Problem details ->
Looking through the listing below, state how many lines have the word "tools" in them. Only the number should be given.

Records shown ->
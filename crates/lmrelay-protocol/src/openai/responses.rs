use serde::{Deserialize, Serialize};
use serde_json::Value as JsonValue;

use crate::openai::chat::Usage;

#[derive(Debug, Clone, Copy, Default, PartialEq, Eq, Hash, Serialize, Deserialize)]
pub enum ResponseObjectType {
    #[default]
    #[serde(rename = "response")]
    Response,
}

#[derive(Debug, Clone, Copy, PartialEq, Eq, Hash, Serialize, Deserialize)]
#[serde(rename_all = "snake_case")]
pub enum ResponseStatus {
    InProgress,
    Completed,
    Incomplete,
    Failed,
}

#[derive(Debug, Clone, Copy, PartialEq, Eq, Hash, Serialize, Deserialize)]
#[serde(rename_all = "snake_case")]
pub enum IncompleteReason {
    MaxOutputTokens,
    ContentFilter,
}

#[derive(Debug, Clone, Copy, PartialEq, Eq, Serialize, Deserialize)]
pub struct IncompleteDetails {
    pub reason: IncompleteReason,
}

#[derive(Debug, Clone, Copy, PartialEq, Eq, Hash, Serialize, Deserialize)]
#[serde(rename_all = "snake_case")]
pub enum ItemStatus {
    InProgress,
    Completed,
    Incomplete,
}

#[derive(Debug, Clone, Default, PartialEq, Serialize, Deserialize)]
pub struct ResponseUsageInputDetails {
    #[serde(default)]
    pub cached_tokens: i64,
}

#[derive(Debug, Clone, Default, PartialEq, Serialize, Deserialize)]
pub struct ResponseUsageOutputDetails {
    #[serde(default)]
    pub reasoning_tokens: i64,
}

#[derive(Debug, Clone, Default, PartialEq, Serialize, Deserialize)]
pub struct ResponseUsage {
    #[serde(default)]
    pub input_tokens: i64,
    #[serde(default)]
    pub input_tokens_details: ResponseUsageInputDetails,
    #[serde(default)]
    pub output_tokens: i64,
    #[serde(default)]
    pub output_tokens_details: ResponseUsageOutputDetails,
    #[serde(default)]
    pub total_tokens: i64,
}

impl From<&Usage> for ResponseUsage {
    fn from(usage: &Usage) -> Self {
        let cached_tokens = usage
            .prompt_tokens_details
            .as_ref()
            .and_then(|details| details.cached_tokens)
            .unwrap_or(0);
        let reasoning_tokens = usage
            .completion_tokens_details
            .as_ref()
            .and_then(|details| details.reasoning_tokens)
            .unwrap_or(0);
        ResponseUsage {
            input_tokens: usage.prompt_tokens,
            input_tokens_details: ResponseUsageInputDetails { cached_tokens },
            output_tokens: usage.completion_tokens,
            output_tokens_details: ResponseUsageOutputDetails { reasoning_tokens },
            total_tokens: usage.total_tokens,
        }
    }
}

#[derive(Debug, Clone, PartialEq, Serialize, Deserialize)]
#[serde(tag = "type", rename_all = "snake_case")]
pub enum OutputContent {
    OutputText {
        text: String,
        #[serde(default)]
        annotations: Vec<JsonValue>,
    },
}

#[derive(Debug, Clone, PartialEq, Serialize, Deserialize)]
pub struct OutputMessage {
    pub id: String,
    pub role: String,
    pub status: ItemStatus,
    pub content: Vec<OutputContent>,
}

#[derive(Debug, Clone, PartialEq, Serialize, Deserialize)]
pub struct FunctionCallItem {
    #[serde(skip_serializing_if = "Option::is_none")]
    pub id: Option<String>,
    pub call_id: String,
    pub name: String,
    pub arguments: String,
    #[serde(skip_serializing_if = "Option::is_none")]
    pub status: Option<ItemStatus>,
}

#[derive(Debug, Clone, Copy, PartialEq, Eq, Hash, Serialize, Deserialize)]
pub enum SummaryPartType {
    #[serde(rename = "summary_text")]
    SummaryText,
}

#[derive(Debug, Clone, PartialEq, Serialize, Deserialize)]
pub struct SummaryPart {
    #[serde(rename = "type")]
    pub r#type: SummaryPartType,
    pub text: String,
}

#[derive(Debug, Clone, PartialEq, Serialize, Deserialize)]
pub struct ReasoningItem {
    pub id: String,
    pub summary: Vec<SummaryPart>,
    #[serde(skip_serializing_if = "Option::is_none")]
    pub status: Option<ItemStatus>,
}

#[derive(Debug, Clone, PartialEq, Serialize, Deserialize)]
#[serde(tag = "type", rename_all = "snake_case")]
pub enum OutputItem {
    Message(OutputMessage),
    FunctionCall(FunctionCallItem),
    Reasoning(ReasoningItem),
}

/// The Response envelope. Optional fields that exist only to pass the
/// original request through (instructions, metadata, tools, sampling
/// parameters) stay untyped.
#[derive(Debug, Clone, PartialEq, Serialize, Deserialize)]
pub struct Response {
    pub id: String,
    #[serde(default)]
    pub object: ResponseObjectType,
    #[serde(default)]
    pub created_at: i64,
    #[serde(skip_serializing_if = "Option::is_none")]
    pub status: Option<ResponseStatus>,
    #[serde(skip_serializing_if = "Option::is_none")]
    pub incomplete_details: Option<IncompleteDetails>,
    #[serde(skip_serializing_if = "Option::is_none")]
    pub instructions: Option<JsonValue>,
    #[serde(skip_serializing_if = "Option::is_none")]
    pub metadata: Option<JsonValue>,
    #[serde(default)]
    pub model: String,
    #[serde(default)]
    pub output: Vec<OutputItem>,
    #[serde(skip_serializing_if = "Option::is_none")]
    pub output_text: Option<String>,
    #[serde(skip_serializing_if = "Option::is_none")]
    pub parallel_tool_calls: Option<bool>,
    #[serde(skip_serializing_if = "Option::is_none")]
    pub temperature: Option<f64>,
    #[serde(skip_serializing_if = "Option::is_none")]
    pub tools: Option<JsonValue>,
    #[serde(skip_serializing_if = "Option::is_none")]
    pub top_p: Option<f64>,
    #[serde(skip_serializing_if = "Option::is_none")]
    pub usage: Option<ResponseUsage>,
}

#[derive(Debug, Clone, PartialEq, Serialize, Deserialize)]
pub struct ResponseEvent {
    pub response: Response,
    pub sequence_number: i64,
}

#[derive(Debug, Clone, PartialEq, Serialize, Deserialize)]
pub struct OutputItemEvent {
    pub output_index: i64,
    pub item: OutputItem,
    pub sequence_number: i64,
}

#[derive(Debug, Clone, PartialEq, Serialize, Deserialize)]
pub struct ContentPartEvent {
    pub item_id: String,
    pub output_index: i64,
    pub content_index: i64,
    pub part: OutputContent,
    pub sequence_number: i64,
}

#[derive(Debug, Clone, PartialEq, Serialize, Deserialize)]
pub struct TextDeltaEvent {
    pub item_id: String,
    pub output_index: i64,
    pub content_index: i64,
    pub delta: String,
    pub sequence_number: i64,
}

#[derive(Debug, Clone, PartialEq, Serialize, Deserialize)]
pub struct TextDoneEvent {
    pub item_id: String,
    pub output_index: i64,
    pub content_index: i64,
    pub text: String,
    pub sequence_number: i64,
}

#[derive(Debug, Clone, PartialEq, Serialize, Deserialize)]
pub struct FunctionCallArgumentsDeltaEvent {
    pub item_id: String,
    pub output_index: i64,
    pub delta: String,
    pub sequence_number: i64,
}

#[derive(Debug, Clone, PartialEq, Serialize, Deserialize)]
pub struct FunctionCallArgumentsDoneEvent {
    pub item_id: String,
    pub output_index: i64,
    pub name: String,
    pub arguments: String,
    pub sequence_number: i64,
}

#[derive(Debug, Clone, PartialEq, Serialize, Deserialize)]
pub struct ReasoningSummaryPartEvent {
    pub item_id: String,
    pub output_index: i64,
    pub summary_index: i64,
    pub part: SummaryPart,
    pub sequence_number: i64,
}

#[derive(Debug, Clone, PartialEq, Serialize, Deserialize)]
pub struct ReasoningSummaryTextDeltaEvent {
    pub item_id: String,
    pub output_index: i64,
    pub summary_index: i64,
    pub delta: String,
    pub sequence_number: i64,
}

#[derive(Debug, Clone, PartialEq, Serialize, Deserialize)]
pub struct ReasoningSummaryTextDoneEvent {
    pub item_id: String,
    pub output_index: i64,
    pub summary_index: i64,
    pub text: String,
    pub sequence_number: i64,
}

#[derive(Debug, Clone, PartialEq, Serialize, Deserialize)]
#[serde(tag = "type")]
pub enum ResponseStreamEvent {
    #[serde(rename = "response.created")]
    Created(ResponseEvent),
    #[serde(rename = "response.output_item.added")]
    OutputItemAdded(OutputItemEvent),
    #[serde(rename = "response.content_part.added")]
    ContentPartAdded(ContentPartEvent),
    #[serde(rename = "response.content_part.done")]
    ContentPartDone(ContentPartEvent),
    #[serde(rename = "response.output_text.delta")]
    OutputTextDelta(TextDeltaEvent),
    #[serde(rename = "response.output_text.done")]
    OutputTextDone(TextDoneEvent),
    #[serde(rename = "response.function_call_arguments.delta")]
    FunctionCallArgumentsDelta(FunctionCallArgumentsDeltaEvent),
    #[serde(rename = "response.function_call_arguments.done")]
    FunctionCallArgumentsDone(FunctionCallArgumentsDoneEvent),
    #[serde(rename = "response.reasoning_summary_part.added")]
    ReasoningSummaryPartAdded(ReasoningSummaryPartEvent),
    #[serde(rename = "response.reasoning_summary_part.done")]
    ReasoningSummaryPartDone(ReasoningSummaryPartEvent),
    #[serde(rename = "response.reasoning_summary_text.delta")]
    ReasoningSummaryTextDelta(ReasoningSummaryTextDeltaEvent),
    #[serde(rename = "response.reasoning_summary_text.done")]
    ReasoningSummaryTextDone(ReasoningSummaryTextDoneEvent),
    #[serde(rename = "response.output_item.done")]
    OutputItemDone(OutputItemEvent),
    #[serde(rename = "response.completed")]
    Completed(ResponseEvent),
    #[serde(rename = "response.incomplete")]
    Incomplete(ResponseEvent),
}

impl ResponseStreamEvent {
    /// SSE event name, matching the serialized `type` tag.
    pub fn event_name(&self) -> &'static str {
        match self {
            ResponseStreamEvent::Created(_) => "response.created",
            ResponseStreamEvent::OutputItemAdded(_) => "response.output_item.added",
            ResponseStreamEvent::ContentPartAdded(_) => "response.content_part.added",
            ResponseStreamEvent::ContentPartDone(_) => "response.content_part.done",
            ResponseStreamEvent::OutputTextDelta(_) => "response.output_text.delta",
            ResponseStreamEvent::OutputTextDone(_) => "response.output_text.done",
            ResponseStreamEvent::FunctionCallArgumentsDelta(_) => {
                "response.function_call_arguments.delta"
            }
            ResponseStreamEvent::FunctionCallArgumentsDone(_) => {
                "response.function_call_arguments.done"
            }
            ResponseStreamEvent::ReasoningSummaryPartAdded(_) => {
                "response.reasoning_summary_part.added"
            }
            ResponseStreamEvent::ReasoningSummaryPartDone(_) => {
                "response.reasoning_summary_part.done"
            }
            ResponseStreamEvent::ReasoningSummaryTextDelta(_) => {
                "response.reasoning_summary_text.delta"
            }
            ResponseStreamEvent::ReasoningSummaryTextDone(_) => {
                "response.reasoning_summary_text.done"
            }
            ResponseStreamEvent::OutputItemDone(_) => "response.output_item.done",
            ResponseStreamEvent::Completed(_) => "response.completed",
            ResponseStreamEvent::Incomplete(_) => "response.incomplete",
        }
    }
}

Response below ->
2